Like most verses of the Psalms, Psalm 28:8 is structured in parallelism: “Yahweh to them strength // and a fortress saving His anointed He.” Here the parallel is chiastic:
B. to them
C’. A fortress saving
B’. His anointed ( meshiach )
A’. He ( hu’ )
Several things emerge from this verse.
First, the Psalm as a whole is a prayer and a celebration of answered prayer: “To you, Yahweh, I call . . . hear the voice of my supplications” (vv. 1-2), and then “Blessed be Yahweh, because He has heard the voice of my supplication” (v. 6). Yahweh is strength and shield (v. 7), strength and saving fortress (v. 8), faithful shepherd (v. 9) because He responds to His people when they call on him in trouble.
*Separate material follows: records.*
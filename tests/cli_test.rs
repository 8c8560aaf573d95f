// ==========================================
// 命令行端到端测试
// ==========================================
// 测试目标: 退出码、报表文件、--summary-json 输出
// ==========================================

use std::path::Path;
use std::process::{Command, Output};
use tempfile::TempDir;

fn run_cli(dir: &Path, args: &[&str]) -> Output {
    Command::new(env!("CARGO_BIN_EXE_injection-audit"))
        .args(args)
        .current_dir(dir)
        .env("RUST_LOG", "warn")
        .env_remove("INJECTION_AUDIT_CONFIG")
        .output()
        .expect("Failed to run injection-audit")
}

const UNREACHABLE_GPDB: &str = r#"
[gpdb]
gpdb_user_name = audit
gpdb_pass = audit
gpdb_host = 127.0.0.1
gpdb_port = 1
gpdb_database = merit
gpdb_enums = 10,20

[injection]
start_ip = 10.1
injection_start_time = 2024-01-01 00:00:00
"#;

#[test]
fn test_missing_config_exits_with_error() {
    let dir = TempDir::new().unwrap();
    let output = run_cli(dir.path(), &["--config", "does-not-exist.ini"]);

    assert_eq!(output.status.code(), Some(1));
    assert!(!dir.path().join("Stability_results.csv").exists());
}

#[test]
fn test_unreachable_source_still_writes_report() {
    let dir = TempDir::new().unwrap();
    std::fs::write(dir.path().join("config.ini"), UNREACHABLE_GPDB).unwrap();

    let output = run_cli(dir.path(), &[]);
    assert_eq!(
        output.status.code(),
        Some(0),
        "stderr: {}",
        String::from_utf8_lossy(&output.stderr)
    );

    let report = std::fs::read_to_string(dir.path().join("Stability_results.csv")).unwrap();
    assert_eq!(report, "Product Type,Total Received\r\n10,0\r\n20,0\r\n");

    let stderr = String::from_utf8_lossy(&output.stderr);
    assert!(stderr.contains("GPDB Error"));
}

#[test]
fn test_summary_json_and_custom_output_path() {
    let dir = TempDir::new().unwrap();
    std::fs::write(dir.path().join("audit.ini"), UNREACHABLE_GPDB).unwrap();

    let output = run_cli(
        dir.path(),
        &["--config", "audit.ini", "--output", "out.csv", "--summary-json"],
    );
    assert_eq!(output.status.code(), Some(0));
    assert!(dir.path().join("out.csv").exists());
    assert!(!dir.path().join("Stability_results.csv").exists());

    let summary: serde_json::Value =
        serde_json::from_slice(&output.stdout).expect("stdout is not JSON");
    assert_eq!(summary["merged"].as_array().map(Vec::len), Some(2));
    assert_eq!(summary["sources"][0]["source"], "warehouse");
    assert_eq!(summary["sources"][0]["outcome"]["status"], "failed");
}

#[test]
fn test_missing_enums_key_is_fatal() {
    let dir = TempDir::new().unwrap();
    std::fs::write(
        dir.path().join("config.ini"),
        "[ase]\nase_host = db1\n\n[injection]\nstart_ip = 10.1\ninjection_start_time = 2024-01-01 00:00:00\n",
    )
    .unwrap();

    let output = run_cli(dir.path(), &[]);
    assert_eq!(output.status.code(), Some(1));
    assert!(!dir.path().join("Stability_results.csv").exists());
}

#[test]
fn test_help_mentions_odbc_build_requirement() {
    let dir = TempDir::new().unwrap();
    let output = run_cli(dir.path(), &["--help"]);

    assert_eq!(output.status.code(), Some(0));
    let help = String::from_utf8_lossy(&output.stdout);
    assert!(help.contains("--features odbc"), "{}", help);
    assert!(help.contains("[ase]"), "{}", help);
}

#[cfg(not(feature = "odbc"))]
#[test]
fn test_default_build_warns_that_ase_is_unreachable() {
    let dir = TempDir::new().unwrap();
    std::fs::write(
        dir.path().join("config.ini"),
        "[ase]\nase_user_name = sa\nase_pass = pw\nase_dsn = ASEDataSource\nase_enums = 7\n\n\
         [injection]\nstart_ip = 10.1\ninjection_start_time = 2024-01-01 00:00:00\n",
    )
    .unwrap();

    let output = run_cli(dir.path(), &[]);
    assert_eq!(output.status.code(), Some(0));

    let stderr = String::from_utf8_lossy(&output.stderr);
    assert!(stderr.contains("未启用 odbc 特性"), "{}", stderr);
    let report = std::fs::read_to_string(dir.path().join("Stability_results.csv")).unwrap();
    assert_eq!(report, "Product Type,Total Received\r\n7,0\r\n");
}

#[test]
fn test_out_of_range_lookback_exits_with_config_error() {
    let dir = TempDir::new().unwrap();
    std::fs::write(
        dir.path().join("config.ini"),
        format!("{}lookback_minutes = 9000000000000\n", UNREACHABLE_GPDB),
    )
    .unwrap();

    let output = run_cli(dir.path(), &[]);
    assert_eq!(output.status.code(), Some(1));
    assert!(String::from_utf8_lossy(&output.stderr).contains("lookback_minutes"));
    assert!(!dir.path().join("Stability_results.csv").exists());
}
Second, “them” in the first half of the verse refers to the people of Israel (v. 9) but in the verse they are parallel to the singular meshiach . This is either an indication that the entire people is considered an anointed people, or - what amounts to the same thing - that the anointed king stands as representative of the entire nation. Here is one of many biblical hints of what later developed into the Augustinian notion of the totus Christus , the unified reality of king and people, head and body.
Finally, Yahweh is strength, and then He is identified as a fortress that saves or rescues His people from danger (cf. vv. 3-5). “Saving” is the participle of yasha , here in the form yeshu’ot . The whole phrase reads, ma’oz yeshu’ot meshicho , which a Christian reader can hardly avoid glossing as “a fortress, Jeshua Messiah.”